Despite the pandemic, teachers and principals had prepared and worked hard to make this school year seem as normal as possible for their students.

“I don’t think that there’s a time my teachers worked harder than during this pandemic,” said Heather Newell, the principal at Backman Elementary School. “They have been fielding phone calls, emails, messages, and texts all while thinking about their students 24/7. We are doing something we have never done before, and my teachers are all in. We did small group learning last summer with some of our kids with disabilities and in special education. We took safety precautions, everyone spread out and wore masks, the areas were cleaned before and after. It worked well.”

Teachers’ lessons have been delivered through an online platform called Canvas and students interact with their teachers in a face-to-face call each week through Zoom. However, some parents are less than satisfied with the experience.

“It was hard having three Zoom classes going on at the same time,” said La Salle, who has three children. “In addition, I was working from home a couple times a week. I couldn’t monitor my kids while I was working, and my kids would skip classes or ignore the teacher.” She also said her kids did not have one-on-one Zoom calls with their teachers, although there were parent-teacher conferences.

She and her husband made the difficult decision to move out of the Salt Lake City School District so that their children could go back to school in person. “Putting our kids back in classes may increase the risk of COVID for our family, but we believe there are equal or greater risks to the physical and mental health of our children, as well as their educational growth that need to be considered. We also believe the schools can implement better protocols, from mask-wearing to temperature checks to alternating days and times so not all students are at school at once,” said La Salle.

Other parents are adamant about not having school reopen until the virus conditions improve in Utah. School districts outside of Salt Lake have held in-person instruction and have had outbreaks that led to shifting instruction online. A Salt Lake Tribune article reported that the Utah Education Association said that back-and-forth is disruptive for students.

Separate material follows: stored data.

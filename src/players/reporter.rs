//! Advisory side channel from a deciding player to its observers.

use tokio::sync::mpsc;
use tracing::trace;

/// What a player reported while deciding.
#[derive(Debug, Clone, PartialEq, Eq)]
pub enum SignalKind {
    /// Human-readable reasoning step.
    Thinking(String),
    /// Columns currently under consideration.
    Highlight(Vec<usize>),
}

/// A report tagged with the turn it was issued for.
#[derive(Debug, Clone, PartialEq, Eq)]
pub struct Signal {
    /// Turn the issuing decision belongs to.
    pub turn: u64,
    /// The report itself.
    pub kind: SignalKind,
}

/// Handle a player uses to publish thinking and highlight notes.
///
/// Notes never influence the outcome of a decision. Sending to a closed
/// channel is silently ignored.
#[derive(Debug, Clone)]
pub struct Reporter {
    turn: u64,
    tx: Option<mpsc::UnboundedSender<Signal>>,
}

impl Reporter {
    /// Creates a reporter for `turn` sending into `tx`.
    pub fn new(turn: u64, tx: mpsc::UnboundedSender<Signal>) -> Self {
        Self { turn, tx: Some(tx) }
    }

    /// Creates a reporter together with the receiving end.
    pub fn channel(turn: u64) -> (Self, mpsc::UnboundedReceiver<Signal>) {
        let (tx, rx) = mpsc::unbounded_channel();
        (Self::new(turn, tx), rx)
    }

    /// A reporter nobody listens to.
    pub fn detached() -> Self {
        Self { turn: 0, tx: None }
    }

    /// Turn this reporter is tagged with.
    pub fn turn(&self) -> u64 {
        self.turn
    }

    /// Publishes a reasoning step.
    pub fn thinking(&self, text: impl Into<String>) {
        self.send(SignalKind::Thinking(text.into()));
    }

    /// Publishes the set of columns under consideration.
    pub fn highlight(&self, columns: impl Into<Vec<usize>>) {
        self.send(SignalKind::Highlight(columns.into()));
    }

    fn send(&self, kind: SignalKind) {
        if let Some(tx) = &self.tx {
            if tx.send(Signal { turn: self.turn, kind }).is_err() {
                trace!(turn = self.turn, "Reporter channel closed");
            }
        }
    }
}
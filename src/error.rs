//! Application error types.

use crate::registry::PlayerKind;
use connect_four_rules::RulesError;

/// Error raised while running a game.
#[derive(Debug, Clone, PartialEq, Eq, derive_more::Display)]
pub enum GameError {
    /// A rule of the game was broken.
    #[display("{_0}")]
    Rules(RulesError),

    /// The key-event source was closed while a human was choosing.
    #[display("Input closed before a column was chosen")]
    InputClosed,

    /// The registry could not construct a strategy.
    #[display("Cannot create player {kind}: {reason}")]
    PlayerUnavailable {
        /// The requested strategy.
        kind: PlayerKind,
        /// Why it could not be built.
        reason: String,
    },
}

impl std::error::Error for GameError {
    fn source(&self) -> Option<&(dyn std::error::Error + 'static)> {
        match self {
            GameError::Rules(err) => Some(err),
            _ => None,
        }
    }
}

impl From<RulesError> for GameError {
    fn from(err: RulesError) -> Self {
        Self::Rules(err)
    }
}
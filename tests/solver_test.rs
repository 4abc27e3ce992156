//! Solver client and solver-backed player against a local fake solver.

use axum::{
    Json, Router,
    extract::Query,
    http::{HeaderMap, StatusCode, header},
    response::IntoResponse,
    routing::get,
};
use connect_four::{Player, Reporter, SignalKind, SolverClient, SolverPlayer};
use connect_four_rules::State;
use serde_json::json;
use std::collections::HashMap;
use std::time::Duration;

const PARTIAL: &str = "244444666666777777333555555";

/// Serves `router` on an ephemeral port and returns the solve URL.
async fn serve(router: Router) -> String {
    let listener = tokio::net::TcpListener::bind("127.0.0.1:0").await.unwrap();
    let addr = listener.local_addr().unwrap();
    tokio::spawn(async move {
        axum::serve(listener, router).await.unwrap();
    });
    format!("http://{}/solve", addr)
}

/// Scores the empty board in favour of the centre and anything else in
/// favour of column 2. Full columns get the solver's large sentinel.
async fn solve(
    Query(params): Query<HashMap<String, String>>,
    headers: HeaderMap,
) -> impl IntoResponse {
    if !headers.contains_key(header::REFERER) {
        return (StatusCode::FORBIDDEN, "missing referer").into_response();
    }
    let pos = params.get("pos").cloned().unwrap_or_default();
    let score = if pos.is_empty() {
        json!([-2, -1, 0, 1, 0, -1, -2])
    } else {
        json!([0, 3, 1, 2, 100, 100, 100])
    };
    Json(json!({ "pos": pos, "score": score })).into_response()
}

fn client(url: &str, timeout: Duration) -> SolverClient {
    SolverClient::new(url, timeout).unwrap()
}

async fn thoughts_of(
    player: &mut SolverPlayer,
    state: &State,
) -> (usize, Vec<String>) {
    let (reporter, mut rx) = Reporter::channel(1);
    let column = player.get_play(state, reporter).await.unwrap();
    let mut thoughts = Vec::new();
    while let Ok(signal) = rx.try_recv() {
        if let SignalKind::Thinking(text) = signal.kind {
            thoughts.push(text);
        }
    }
    (column, thoughts)
}

#[tokio::test]
async fn test_client_forwards_position() {
    let url = serve(Router::new().route("/solve", get(solve))).await;
    let client = client(&url, Duration::from_secs(2));

    assert_eq!(client.solve("").await.unwrap(), vec![-2, -1, 0, 1, 0, -1, -2]);
    assert_eq!(client.solve("44").await.unwrap(), vec![0, 3, 1, 2, 100, 100, 100]);
}

#[tokio::test]
async fn test_player_picks_best_valid_column() {
    let url = serve(Router::new().route("/solve", get(solve))).await;
    let mut player = SolverPlayer::seeded(client(&url, Duration::from_secs(2)), 1, Duration::ZERO);

    let (column, thoughts) = thoughts_of(&mut player, &State::initial()).await;
    assert_eq!(column, 4);
    assert_eq!(thoughts.first().map(String::as_str), Some("Phoning a friend..."));
    assert_eq!(thoughts.last().map(String::as_str), Some("Chose position 4."));

    // Columns 5-7 are full; their sentinel scores must be ignored.
    let (column, _) = thoughts_of(&mut player, &State::parse(PARTIAL).unwrap()).await;
    assert_eq!(column, 2);
}

#[tokio::test]
async fn test_error_status() {
    let url = serve(Router::new().route(
        "/solve",
        get(|| async { (StatusCode::INTERNAL_SERVER_ERROR, "down") }),
    ))
    .await;
    let err = client(&url, Duration::from_secs(2)).solve("4").await.unwrap_err();
    assert!(err.message.contains("500"), "{}", err.message);
}

#[tokio::test]
async fn test_malformed_body_falls_back() {
    let url = serve(Router::new().route("/solve", get(|| async { "not json" }))).await;
    let solver = client(&url, Duration::from_secs(2));
    assert!(solver.solve("").await.is_err());

    let mut player = SolverPlayer::seeded(solver, 1, Duration::ZERO);
    let state = State::parse(PARTIAL).unwrap();
    let (column, thoughts) = thoughts_of(&mut player, &state).await;

    assert!(state.valid_plays().contains(&column));
    assert!(thoughts.iter().any(|t| t.starts_with("The solver didn't help")));
    assert!(thoughts.iter().any(|t| t == "Considering options..."));
}

#[tokio::test]
async fn test_wrong_score_count_falls_back() {
    let url = serve(Router::new().route(
        "/solve",
        get(|| async { Json(json!({ "pos": "", "score": [1, 2, 3] })) }),
    ))
    .await;
    let solver = client(&url, Duration::from_secs(2));
    let err = solver.solve("").await.unwrap_err();
    assert!(err.message.contains("Expected 7 scores"), "{}", err.message);

    let mut player = SolverPlayer::seeded(solver, 2, Duration::ZERO);
    let (column, _) = thoughts_of(&mut player, &State::initial()).await;
    assert!((1..=7).contains(&column));
}

#[tokio::test]
async fn test_slow_solver_times_out() {
    let url = serve(Router::new().route(
        "/solve",
        get(|| async {
            tokio::time::sleep(Duration::from_secs(5)).await;
            Json(json!({ "pos": "", "score": [0, 0, 0, 9, 0, 0, 0] }))
        }),
    ))
    .await;
    let mut player = SolverPlayer::seeded(client(&url, Duration::from_millis(100)), 3, Duration::ZERO);

    let started = std::time::Instant::now();
    let state = State::parse("12345672345677654327116543211234567672543").unwrap();
    let (column, thoughts) = thoughts_of(&mut player, &state).await;

    assert_eq!(column, 1);
    assert!(started.elapsed() < Duration::from_secs(5));
    assert!(thoughts.iter().any(|t| t.starts_with("The solver didn't help")));
}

“It has depended on the subject,” said Fairpark resident, Circe Arzola, when asked about how her son is managing online classes. “Music classes are harder compared to other subjects such as language arts. My son has to find other ways to learn the trumpet, perhaps compared to a student who is taking private lessons.”

Right now, one of the main benefits of online learning is health-related. Parents who support online learning are aware of the high transmission rates of COVID-19, or they have family members who they want to keep safe from the virus. Most parents understand that teachers are doing the best that they can during this pandemic. Some of the older teachers struggle with the technology that is involved and some struggle with talking to a Zoom class full of black screens.

“My son understands the ‘why’ of online classes, but of course he wants to be in-person and around people his age. He wants to see his teachers and have that connection,” Arzola said. “However, these case numbers are high and our hospitals are at full capacity. I think people would think twice if they saw what I [as a healthcare worker] see every day. I think it is irresponsible to make the decision of going back to in-person classes. It is toying with peoples’ health.”

The SLCSD provides additional resources and online support for academic and emotional aid such as office hours, help sessions, and counseling.